If I am not mistaken, Makhno forces had their own operatives of the 3rd type from your list, that is, military counter-intelligence, and the Makhnovists, contrary to popular stereotype, did not open the prisons for common-law criminals to roam free, so the 5th type (with necessary limitations) evidently also applies even in the case of purely Anarchist revolution (genuine, that is). As for detective work and foreign intelligence, these are indispensable until, on the one hand, the material conditions for criminal activities are not abolished by means of social revolution, and, on the other hand, until there exist hostile foreign capitalist powers.

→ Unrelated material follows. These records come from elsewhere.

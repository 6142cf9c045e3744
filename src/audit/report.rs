//! Text report rendering.
//!
//! Every target produces the same block of lines:
//!
//! ```text
//! Checking... URL : https://example.com
//!
//! [Headers]
//!     Content-Type                        : text/html
//!
//! [Cookie]
//!     id=42; Secure
//!
//! [OK]:HSTS is set: max-age=31536000
//! [CRITICAL]:Secure attribute is not set on any of the cookies.
//! ```

use std::io::{self, Write};

use crate::audit::verdict::Verdict;
use crate::config::OutputConfig;
use crate::http::{FetchError, ResponseSnapshot};
use crate::output::{Painter, Tone};

/// Writes report sections for each audited target.
pub struct Reporter<W> {
    out: W,
    painter: Painter,
    header_width: usize,
    separator: String,
}

impl<W: Write> Reporter<W> {
    pub fn new(out: W, config: &OutputConfig) -> Self {
        Self {
            out,
            painter: Painter::new(config.color),
            header_width: config.header_width,
            separator: config.separator.clone(),
        }
    }

    pub fn into_inner(self) -> W {
        self.out
    }

    pub fn banner(&mut self, url: &str) -> io::Result<()> {
        self.painter
            .writeln(&mut self.out, Tone::Info, &format!("Checking... URL : {url}"))?;
        writeln!(self.out)
    }

    /// Print the `[Headers]` section, one line per header value.
    pub fn headers(&mut self, response: &ResponseSnapshot) -> io::Result<()> {
        self.painter.writeln(&mut self.out, Tone::Warning, "[Headers]")?;
        for (name, value) in response.header_entries() {
            let key = format!("\t{:<width$} : ", name, width = self.header_width);
            self.painter.write(&mut self.out, Tone::Key, &key)?;
            self.painter.writeln(&mut self.out, Tone::Value, &value)?;
        }
        writeln!(self.out)
    }

    /// Print the `[Cookie]` section listing the secure cookies.
    pub fn cookies(&mut self, verdict: &Verdict) -> io::Result<()> {
        self.painter.writeln(&mut self.out, Tone::Warning, "[Cookie]")?;
        for cookie in &verdict.secure_cookies {
            writeln!(self.out, "\t{cookie}")?;
        }
        writeln!(self.out)
    }

    pub fn verdict(&mut self, verdict: &Verdict) -> io::Result<()> {
        match verdict.hsts {
            Some(ref value) => self.painter.writeln(
                &mut self.out,
                Tone::Success,
                &format!("[OK]:HSTS is set: {value}"),
            )?,
            None => self
                .painter
                .writeln(&mut self.out, Tone::Critical, "[CRITICAL]:HSTS is not set.")?,
        }

        if verdict.secure_cookie_present() {
            self.painter.writeln(
                &mut self.out,
                Tone::Success,
                "[OK]:Secure attribute is set on one or more cookies.",
            )
        } else {
            self.painter.writeln(
                &mut self.out,
                Tone::Critical,
                "[CRITICAL]:Secure attribute is not set on any of the cookies.",
            )
        }
    }

    pub fn fetch_error(&mut self, err: &FetchError) -> io::Result<()> {
        self.painter.writeln(
            &mut self.out,
            Tone::Warning,
            &format!("[ERROR]:can not get info of url:{}\nerror:{}", err.url, err),
        )
    }

    /// Report a failure that aborts the whole run.
    pub fn fatal(&mut self, err: &dyn std::error::Error) -> io::Result<()> {
        self.painter
            .writeln(&mut self.out, Tone::Warning, &format!("[ERROR]:{err}"))
    }

    pub fn separator(&mut self) -> io::Result<()> {
        self.painter
            .writeln(&mut self.out, Tone::Data, &self.separator)
    }

    pub fn flush(&mut self) -> io::Result<()> {
        self.out.flush()
    }
}
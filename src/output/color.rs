//! ANSI color palette and painter.

use std::io::{self, Write};

use colored::{Color, Colorize};

/// Semantic label for a line of output.
#[derive(Debug, Clone, Copy, PartialEq, Eq)]
pub enum Tone {
    /// Progress messages ("Checking... URL").
    Info,
    /// Passed checks.
    Success,
    /// Section titles and recoverable errors.
    Warning,
    /// Failed checks.
    Critical,
    /// Separators between targets.
    Data,
    /// Header names.
    Key,
    /// Header values.
    Value,
}

impl Tone {
    /// Terminal color bound to this tone.
    pub fn color(self) -> Color {
        match self {
            Tone::Info => Color::Blue,
            Tone::Success => Color::Green,
            Tone::Warning => Color::Yellow,
            Tone::Critical => Color::Red,
            Tone::Data => Color::Cyan,
            Tone::Key => Color::Magenta,
            Tone::Value => Color::White,
        }
    }
}

/// Wraps text in color escape codes.
///
/// An enabled painter forces `colored` on, bypassing its terminal and
/// `NO_COLOR` detection; a disabled one never calls into `colored`.
#[derive(Debug, Clone, Copy)]
pub struct Painter {
    enabled: bool,
}

impl Painter {
    pub fn new(enabled: bool) -> Self {
        if enabled {
            colored::control::set_override(true);
        }
        Self { enabled }
    }

    /// Return `text` wrapped in the tone's escape codes, or unchanged when disabled.
    pub fn paint(&self, tone: Tone, text: &str) -> String {
        if self.enabled {
            text.color(tone.color()).to_string()
        } else {
            text.to_string()
        }
    }

    /// Write painted text without a trailing newline.
    pub fn write<W: Write>(&self, out: &mut W, tone: Tone, text: &str) -> io::Result<()> {
        out.write_all(self.paint(tone, text).as_bytes())
    }

    /// Write painted text followed by a newline.
    pub fn writeln<W: Write>(&self, out: &mut W, tone: Tone, text: &str) -> io::Result<()> {
        self.write(out, tone, text)?;
        out.write_all(b"\n")
    }
}
//! Sequential audit loop.
//!
//! # Responsibilities
//! - Fetch each target in input order, one at a time
//! - Report headers, cookies and verdict for every response
//! - Report fetch failures and move on to the next target
//!
//! # Design Decisions
//! - A failed fetch never aborts the run
//! - A list file that cannot be opened aborts before any request is sent
//! - List mode prints a separator after every target, failed or not

use std::io::Write;

use crate::audit::report::Reporter;
use crate::audit::verdict::Verdict;
use crate::error::AuditError;
use crate::http::Fetch;
use crate::input::{Target, TargetList, TargetSource};

/// Counters for a finished run.
#[derive(Debug, Clone, Copy, Default, PartialEq, Eq)]
pub struct RunSummary {
    /// Targets a request was sent for.
    pub attempted: usize,
    /// Targets whose request produced no response.
    pub failed: usize,
}

/// Drives a fetcher over a set of targets and writes the report.
pub struct Auditor<F, W> {
    fetcher: F,
    reporter: Reporter<W>,
}

impl<F: Fetch, W: Write> Auditor<F, W> {
    pub fn new(fetcher: F, reporter: Reporter<W>) -> Self {
        Self { fetcher, reporter }
    }

    pub fn into_reporter(self) -> Reporter<W> {
        self.reporter
    }

    /// Audit every target named by `source`.
    pub async fn run(&mut self, source: &TargetSource) -> Result<RunSummary, AuditError> {
        let mut summary = RunSummary::default();

        match source {
            TargetSource::Single(target) => {
                self.audit_target(target, &mut summary).await?;
            }
            TargetSource::List(path) => {
                let mut list = match TargetList::open(path).await {
                    Ok(list) => list,
                    Err(e) => {
                        self.reporter.fatal(&e)?;
                        return Err(e.into());
                    }
                };

                loop {
                    let target = match list.next_target().await {
                        Ok(Some(target)) => target,
                        Ok(None) => break,
                        Err(e) => {
                            self.reporter.fatal(&e)?;
                            return Err(e.into());
                        }
                    };

                    self.audit_target(&target, &mut summary).await?;
                    self.reporter.separator()?;
                }
            }
        }

        self.reporter.flush()?;
        tracing::info!(
            attempted = summary.attempted,
            failed = summary.failed,
            "Audit finished"
        );
        Ok(summary)
    }

    async fn audit_target(
        &mut self,
        target: &Target,
        summary: &mut RunSummary,
    ) -> Result<(), AuditError> {
        self.reporter.banner(target.as_str())?;
        summary.attempted += 1;

        match self.fetcher.fetch(target.as_str()).await {
            Ok(response) => {
                let verdict = Verdict::evaluate(&response);
                tracing::debug!(
                    url = %target,
                    status = %response.status,
                    hsts = verdict.hsts_present(),
                    secure_cookie = verdict.secure_cookie_present(),
                    "Target evaluated"
                );

                self.reporter.headers(&response)?;
                self.reporter.cookies(&verdict)?;
                self.reporter.verdict(&verdict)?;
            }
            Err(e) => {
                tracing::warn!(url = %target, error = %e, "Fetch failed");
                summary.failed += 1;
                self.reporter.fetch_error(&e)?;
            }
        }

        self.reporter.flush()?;
        Ok(())
    }
}
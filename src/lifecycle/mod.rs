//! Lifecycle management subsystem.
//!
//! # Data Flow
//! ```text
//! Startup (startup.rs):
//!     Load config → Apply CLI overrides → Init logging → Build client → Audit
//! ```
//!
//! # Design Decisions
//! - Fail fast: config and client errors end the run before any request

pub mod startup;

pub use startup::{resolve_config, run};
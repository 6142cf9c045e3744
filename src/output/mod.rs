//! Terminal output subsystem.
//!
//! # Responsibilities
//! - Map semantic labels (`Tone`) to ANSI foreground colors
//! - Wrap text in escape codes when coloring is enabled
//!
//! # Design Decisions
//! - Color choice is orthogonal to message content: callers pick a tone,
//!   never a raw escape sequence
//! - No terminal detection; codes are emitted unless explicitly disabled

pub mod color;

pub use color::{Painter, Tone};
//! Captured response metadata.
//!
//! # Responsibilities
//! - Hold status and headers for the lifetime of one target
//! - Parse `Set-Cookie` headers into cookies
//! - Render header names in canonical form for display
//!
//! # Design Decisions
//! - Header lookup is case-insensitive (`HeaderMap` semantics)
//! - Unparseable `Set-Cookie` values are skipped, not reported

use std::borrow::Cow;

use cookie::Cookie;
use reqwest::header::{HeaderMap, HeaderName, SET_COOKIE};
use reqwest::StatusCode;

/// Status and headers of a received response.
#[derive(Debug, Clone)]
pub struct ResponseSnapshot {
    pub status: StatusCode,
    pub headers: HeaderMap,
}

impl ResponseSnapshot {
    pub fn new(status: StatusCode, headers: HeaderMap) -> Self {
        Self { status, headers }
    }

    /// First value of a header as text; non-UTF-8 bytes are replaced.
    pub fn header(&self, name: &HeaderName) -> Option<Cow<'_, str>> {
        self.headers
            .get(name)
            .map(|v| String::from_utf8_lossy(v.as_bytes()))
    }

    /// Every header entry, one item per value, as `(canonical name, value)`.
    pub fn header_entries(&self) -> impl Iterator<Item = (String, String)> + '_ {
        self.headers.iter().map(|(name, value)| {
            (
                canonical_name(name.as_str()),
                String::from_utf8_lossy(value.as_bytes()).into_owned(),
            )
        })
    }

    /// Cookies set by the response, in header order.
    pub fn cookies(&self) -> Vec<Cookie<'static>> {
        self.headers
            .get_all(SET_COOKIE)
            .iter()
            .map(|value| String::from_utf8_lossy(value.as_bytes()).into_owned())
            .filter_map(|raw| match Cookie::parse(raw.clone()) {
                Ok(cookie) => Some(cookie),
                Err(e) => {
                    tracing::debug!(set_cookie = %raw, error = %e, "Skipping unparseable cookie");
                    None
                }
            })
            .collect()
    }
}

/// Capitalize each dash-separated word: `x-frame-options` → `X-Frame-Options`.
pub fn canonical_name(name: &str) -> String {
    name.split('-')
        .map(|word| {
            let mut chars = word.chars();
            match chars.next() {
                Some(first) => {
                    first.to_ascii_uppercase().to_string() + &chars.as_str().to_ascii_lowercase()
                }
                None => String::new(),
            }
        })
        .collect::<Vec<_>>()
        .join("-")
}
//! Score calculation for dosha assessments

use crate::{Category, CategoryScores, Question, RankedCategory};

use super::AnswerSet;

/// Calculator for category percentages
pub struct ScoreCalculator;

impl ScoreCalculator {
    /// Percentage per category over every answered question.
    ///
    /// Each answered question counts toward the total; only tagged options
    /// count toward a category, so untagged answers leave the sum below 100.
    /// Answers pointing outside the question set are skipped.
    pub fn calculate(questions: &[Question], answers: &AnswerSet) -> CategoryScores {
        let mut counts = [0usize; 3];
        for (&question, &option) in answers.iter() {
            let category = questions
                .get(question)
                .and_then(|q| q.options.get(option))
                .and_then(|o| o.category);
            if let Some(category) = category {
                counts[Self::slot(category)] += 1;
            }
        }

        let total_answered = answers.len();
        let mut scores = CategoryScores::default();
        if total_answered == 0 {
            return scores;
        }
        for category in Category::ALL {
            let count = counts[Self::slot(category)];
            scores.set(category, count as f64 / total_answered as f64 * 100.0);
        }
        scores
    }

    /// Categories highest first, ties in canonical order
    pub fn rank(scores: &CategoryScores) -> [RankedCategory; 3] {
        scores.ranked()
    }

    fn slot(category: Category) -> usize {
        match category {
            Category::Vata => 0,
            Category::Pitta => 1,
            Category::Kapha => 2,
        }
    }
}
//! Config schema and deserialization

use crate::source::InvalidPolicy;
use serde::Deserialize;

/// Decimals shown for percentages when the config does not say
pub const DEFAULT_PRECISION: u8 = 1;

/// Root config structure for .prakritirc.json
#[derive(Debug, Clone, Default, Deserialize)]
#[serde(rename_all = "camelCase")]
pub struct Config {
    /// Extend another config file (path relative to this config)
    #[serde(default)]
    pub extends: Option<String>,

    /// Question file path (or URL with the `remote` feature)
    #[serde(default)]
    pub questions: Option<String>,

    /// What to do when the question file parses to an unusable set
    #[serde(default)]
    pub on_invalid: Option<InvalidPolicy>,

    /// Decimals shown for percentages. Default: 1
    #[serde(default)]
    pub precision: Option<u8>,
}

impl Config {
    /// Merge CLI overrides into config. CLI values take precedence.
    pub fn merge_with_cli(
        mut self,
        cli_questions: Option<&str>,
        cli_strict: bool,
        cli_precision: Option<u8>,
    ) -> Self {
        if let Some(questions) = cli_questions {
            self.questions = Some(questions.to_string());
        }
        if cli_strict {
            self.on_invalid = Some(InvalidPolicy::Error);
        }
        if cli_precision.is_some() {
            self.precision = cli_precision;
        }
        self
    }

    /// Merge another config into this one (for extends)
    pub fn merge_from(&mut self, base: Config) {
        // Base values only fill what this config leaves unset
        if self.questions.is_none() {
            self.questions = base.questions;
        }
        if self.on_invalid.is_none() {
            self.on_invalid = base.on_invalid;
        }
        if self.precision.is_none() {
            self.precision = base.precision;
        }
        if self.extends.is_none() {
            self.extends = base.extends;
        }
    }

    pub fn invalid_policy(&self) -> InvalidPolicy {
        self.on_invalid.unwrap_or_default()
    }

    pub fn precision(&self) -> usize {
        self.precision.unwrap_or(DEFAULT_PRECISION) as usize
    }
}
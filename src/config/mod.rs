//! Configuration loading for Prakriti

mod schema;

pub use schema::{Config, DEFAULT_PRECISION};

use anyhow::{Context, Result};
use std::collections::HashSet;
use std::fs;
use std::path::{Path, PathBuf};

pub const CONFIG_FILENAME: &str = ".prakritirc.json";

/// Find and load config file with extends resolution. Searches current directory then parents.
pub fn load_config(work_dir: &Path, custom_path: Option<&Path>) -> Result<Config> {
    let path = if let Some(p) = custom_path {
        let path = if p.is_absolute() {
            p.to_path_buf()
        } else {
            work_dir.join(p)
        };
        if path.exists() {
            Some(path)
        } else {
            anyhow::bail!("Config file not found: {}", path.display());
        }
    } else {
        find_config_in_parents(work_dir)
    };

    match path {
        Some(path) => {
            let mut config = load_config_with_extends(&path, &mut HashSet::new())?;
            resolve_questions_path(&mut config, &path);
            Ok(config)
        }
        None => Ok(Config::default()),
    }
}

/// Load a config file and resolve extends chain
fn load_config_with_extends(config_path: &Path, visited: &mut HashSet<PathBuf>) -> Result<Config> {
    // Prevent circular extends
    let canonical = config_path
        .canonicalize()
        .unwrap_or_else(|_| config_path.to_path_buf());
    if !visited.insert(canonical) {
        anyhow::bail!(
            "Circular extends detected in config: {}",
            config_path.display()
        );
    }

    let content = fs::read_to_string(config_path)
        .with_context(|| format!("Failed to read config: {}", config_path.display()))?;
    let mut config: Config = serde_json::from_str(&content)
        .with_context(|| format!("Invalid JSON in config: {}", config_path.display()))?;

    if let Some(extends) = config.extends.take() {
        let base_path = resolve_extends(config_path, &extends)?;
        let mut base = load_config_with_extends(&base_path, visited)?;
        resolve_questions_path(&mut base, &base_path);
        config.merge_from(base);
    }

    Ok(config)
}

/// Resolve an extends reference relative to the config that names it
fn resolve_extends(config_path: &Path, extends: &str) -> Result<PathBuf> {
    let config_dir = config_path.parent().unwrap_or(Path::new("."));
    let extends_path = config_dir.join(extends);

    // Ensure it has .json extension
    let extends_path = if extends_path.extension().is_none() {
        extends_path.with_extension("json")
    } else {
        extends_path
    };

    if !extends_path.exists() {
        anyhow::bail!(
            "Extended config not found: {} (referenced from {})",
            extends_path.display(),
            config_path.display()
        );
    }
    Ok(extends_path)
}

/// Relative question paths are relative to the config file that set them
fn resolve_questions_path(config: &mut Config, config_path: &Path) {
    let Some(questions) = config.questions.as_deref() else {
        return;
    };
    if questions.contains("://") || Path::new(questions).is_absolute() {
        return;
    }
    if let Some(dir) = config_path.parent() {
        config.questions = Some(dir.join(questions).display().to_string());
    }
}

/// Search for .prakritirc.json in directory and its parents
fn find_config_in_parents(mut dir: &Path) -> Option<PathBuf> {
    loop {
        let candidate = dir.join(CONFIG_FILENAME);
        if candidate.exists() {
            return Some(candidate);
        }
        dir = dir.parent()?;
    }
}

/// Default config written by `prakriti init`
pub fn default_config_json(questions: Option<&str>) -> Result<String> {
    let value = serde_json::json!({
        "questions": questions.unwrap_or("questions.txt"),
        "onInvalid": "fallback",
        "precision": DEFAULT_PRECISION,
    });
    let mut json = serde_json::to_string_pretty(&value).context("Failed to render config")?;
    json.push('\n');
    Ok(json)
}

#[cfg(test)]
mod tests {
    use super::*;
    use crate::source::InvalidPolicy;
    use std::io::Write;
    use tempfile::TempDir;

    #[test]
    fn test_no_config_gives_defaults() {
        let dir = TempDir::new().unwrap();
        let nested = dir.path().join("a/b");
        fs::create_dir_all(&nested).unwrap();
        // A stray config above the temp dir would be picked up; only check it loads
        assert!(load_config(&nested, None).is_ok());
    }

    #[test]
    fn test_found_in_parent_directory() {
        let dir = TempDir::new().unwrap();
        fs::write(dir.path().join(CONFIG_FILENAME), r#"{ "precision": 2 }"#).unwrap();
        let nested = dir.path().join("sub");
        fs::create_dir_all(&nested).unwrap();
        let config = load_config(&nested, None).unwrap();
        assert_eq!(config.precision(), 2);
    }

    #[test]
    fn test_missing_custom_path_errors() {
        let dir = TempDir::new().unwrap();
        let err = load_config(dir.path(), Some(Path::new("nope.json"))).unwrap_err();
        assert!(err.to_string().contains("Config file not found"));
    }

    #[test]
    fn test_config_extends() {
        let dir = TempDir::new().unwrap();

        let base_path = dir.path().join("base.json");
        let mut base_file = fs::File::create(&base_path).unwrap();
        writeln!(
            base_file,
            r#"{{ "questions": "shared/questions.txt", "onInvalid": "error", "precision": 3 }}"#
        )
        .unwrap();

        let child_path = dir.path().join(CONFIG_FILENAME);
        fs::write(&child_path, r#"{ "extends": "./base", "precision": 0 }"#).unwrap();

        let config = load_config(dir.path(), None).unwrap();
        assert_eq!(config.precision(), 0);
        assert_eq!(config.invalid_policy(), InvalidPolicy::Error);
        let questions = config.questions.unwrap();
        assert!(questions.ends_with("shared/questions.txt"));
        assert!(Path::new(&questions).is_absolute());
    }

    #[test]
    fn test_circular_extends_detected() {
        let dir = TempDir::new().unwrap();
        fs::write(dir.path().join("a.json"), r#"{ "extends": "./b.json" }"#).unwrap();
        fs::write(dir.path().join("b.json"), r#"{ "extends": "./a.json" }"#).unwrap();
        let err = load_config(dir.path(), Some(Path::new("a.json"))).unwrap_err();
        assert!(err.to_string().contains("Circular extends"));
    }

    #[test]
    fn test_invalid_json_reports_path() {
        let dir = TempDir::new().unwrap();
        fs::write(dir.path().join(CONFIG_FILENAME), "{ not json").unwrap();
        let err = load_config(dir.path(), None).unwrap_err();
        assert!(err.to_string().contains("Invalid JSON in config"));
    }

    #[test]
    fn test_default_config_parses() {
        let json = default_config_json(Some("quiz.txt")).unwrap();
        let config: Config = serde_json::from_str(&json).unwrap();
        assert_eq!(config.questions.as_deref(), Some("quiz.txt"));
        assert_eq!(config.invalid_policy(), InvalidPolicy::Fallback);
    }
}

As for so-called "typical police", it is rather complicated question. I would propose using late-Soviet experience of creating "people's militias" (narodnye druzhyny (http://www.anonym.to/?http://en.wikipedia.org/wiki/Voluntary_People%27s_Druzhina) in Russian, as opposed to practically police-like "official" Soviet militsiya) for conducting patrol/traffic surveillance activities, perhaps, with the assistance of former members of professional police force.